- [Data]
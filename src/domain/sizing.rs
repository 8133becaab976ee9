//! ATR-based position sizing.
//!
//! stopLossDistance = ATR * multiplier
//! riskAmount       = equity * fraction
//! positionSize     = riskAmount / stopLossDistance

use chrono::NaiveDate;
use serde::Serialize;

use crate::domain::config::SizingConfig;
use crate::domain::error::{ensure_len, TradelensError};
use crate::domain::indicator::calculate_atr;
use crate::domain::ohlcv::TimeSeries;
use crate::domain::position::Position;

#[derive(Debug, Clone, PartialEq, Serialize)]
pub struct SizingRecommendation {
    pub atr: f64,
    pub position_size: f64,
    pub stop_loss_distance: f64,
    pub risk_amount: f64,
    /// Set when the recommendation was derived from a series.
    pub entry_date: Option<NaiveDate>,
    pub entry_price: Option<f64>,
    pub stop_loss_price: Option<f64>,
}

impl SizingRecommendation {
    /// Materializes the recommendation at its entry price.
    pub fn to_position(&self) -> Option<Position> {
        Some(Position {
            entry_date: self.entry_date?,
            entry_price: self.entry_price?,
            size: self.position_size,
            stop_loss: self.stop_loss_price,
            entry_commission: 0.0,
        })
    }
}

#[derive(Debug, Clone, PartialEq)]
pub struct PositionSizer {
    atr_period: usize,
    atr_multiplier: f64,
}

impl Default for PositionSizer {
    fn default() -> Self {
        Self::new(&SizingConfig::default())
    }
}

impl PositionSizer {
    pub fn new(config: &SizingConfig) -> Self {
        PositionSizer {
            atr_period: config.atr_period,
            atr_multiplier: config.atr_multiplier,
        }
    }

    /// Sizes a position from an already-known ATR value.
    pub fn size(
        &self,
        atr: f64,
        equity: f64,
        fraction: f64,
    ) -> Result<SizingRecommendation, TradelensError> {
        if !(atr > 0.0) {
            return Err(TradelensError::invalid(format!("ATR must be positive, got {atr}")));
        }
        if !(equity > 0.0) {
            return Err(TradelensError::invalid(format!(
                "equity must be positive, got {equity}"
            )));
        }
        if !(fraction > 0.0 && fraction <= 1.0) {
            return Err(TradelensError::invalid(format!(
                "risk fraction must be in (0, 1], got {fraction}"
            )));
        }
        if !(self.atr_multiplier > 0.0) {
            return Err(TradelensError::invalid("ATR multiplier must be positive"));
        }

        let stop_loss_distance = atr * self.atr_multiplier;
        let risk_amount = equity * fraction;
        Ok(SizingRecommendation {
            atr,
            position_size: risk_amount / stop_loss_distance,
            stop_loss_distance,
            risk_amount,
            entry_date: None,
            entry_price: None,
            stop_loss_price: None,
        })
    }

    /// Sizes a position at the last close using the series' latest ATR.
    pub fn recommend(
        &self,
        series: &TimeSeries,
        equity: f64,
        fraction: f64,
    ) -> Result<SizingRecommendation, TradelensError> {
        ensure_len(series.len(), self.atr_period.max(1))?;
        let atr = calculate_atr(series, self.atr_period)?;
        let latest = atr.latest().ok_or(TradelensError::InsufficientData {
            have: series.len(),
            need: self.atr_period,
        })?;

        let mut rec = self.size(latest, equity, fraction)?;
        if let Some(bar) = series.last() {
            rec.entry_date = Some(bar.date);
            rec.entry_price = Some(bar.close);
            rec.stop_loss_price = Some(bar.close - rec.stop_loss_distance);
        }
        Ok(rec)
    }
}
//! Single-instrument portfolio state and equity tracking.

use chrono::NaiveDate;
use serde::Serialize;

use super::position::{ClosedTrade, Position};

#[derive(Debug, Clone, PartialEq, Serialize)]
pub struct EquityPoint {
    pub date: NaiveDate,
    pub equity: f64,
}

/// Cash plus at most one open long position.
#[derive(Debug, Clone, PartialEq)]
pub struct Portfolio {
    pub cash: f64,
    pub initial_capital: f64,
    pub position: Option<Position>,
    pub closed_trades: Vec<ClosedTrade>,
    pub equity_curve: Vec<EquityPoint>,
}

impl Portfolio {
    pub fn new(initial_capital: f64) -> Self {
        Portfolio {
            cash: initial_capital,
            initial_capital,
            position: None,
            closed_trades: Vec::new(),
            equity_curve: Vec::new(),
        }
    }

    pub fn is_flat(&self) -> bool {
        self.position.is_none()
    }

    /// Cash plus the open position marked at `price`.
    pub fn equity(&self, price: f64) -> f64 {
        self.cash
            + self
                .position
                .as_ref()
                .map_or(0.0, |pos| pos.market_value(price))
    }

    pub fn record_trade(&mut self, trade: ClosedTrade) {
        self.closed_trades.push(trade);
    }

    pub fn record_equity(&mut self, date: NaiveDate, price: f64) -> f64 {
        let equity = self.equity(price);
        self.equity_curve.push(EquityPoint { date, equity });
        equity
    }
}

#[cfg(test)]
mod tests {
    use super::*;

    fn date(day: u32) -> NaiveDate {
        NaiveDate::from_ymd_opt(2024, 1, day).unwrap()
    }

    #[test]
    fn new_portfolio_is_flat() {
        let portfolio = Portfolio::new(100_000.0);
        assert!((portfolio.cash - 100_000.0).abs() < f64::EPSILON);
        assert!(portfolio.is_flat());
        assert!(portfolio.closed_trades.is_empty());
        assert!(portfolio.equity_curve.is_empty());
    }

    #[test]
    fn equity_without_position_is_cash() {
        let portfolio = Portfolio::new(5_000.0);
        assert!((portfolio.equity(123.0) - 5_000.0).abs() < f64::EPSILON);
    }

    #[test]
    fn equity_marks_position_to_market() {
        let mut portfolio = Portfolio::new(10_000.0);
        portfolio.cash = 1_000.0;
        portfolio.position = Some(Position {
            entry_date: date(2),
            entry_price: 90.0,
            size: 100.0,
            stop_loss: None,
            entry_commission: 0.0,
        });
        assert!((portfolio.equity(95.0) - 10_500.0).abs() < f64::EPSILON);
    }

    #[test]
    fn record_equity_appends_point() {
        let mut portfolio = Portfolio::new(10_000.0);
        let equity = portfolio.record_equity(date(3), 50.0);
        assert!((equity - 10_000.0).abs() < f64::EPSILON);
        assert_eq!(portfolio.equity_curve.len(), 1);
        assert_eq!(portfolio.equity_curve[0].date, date(3));
    }
}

- [What the task requires]
What is the number of lines in these entries that hold "return"? Reply with the figure alone.

- [Task solution]
4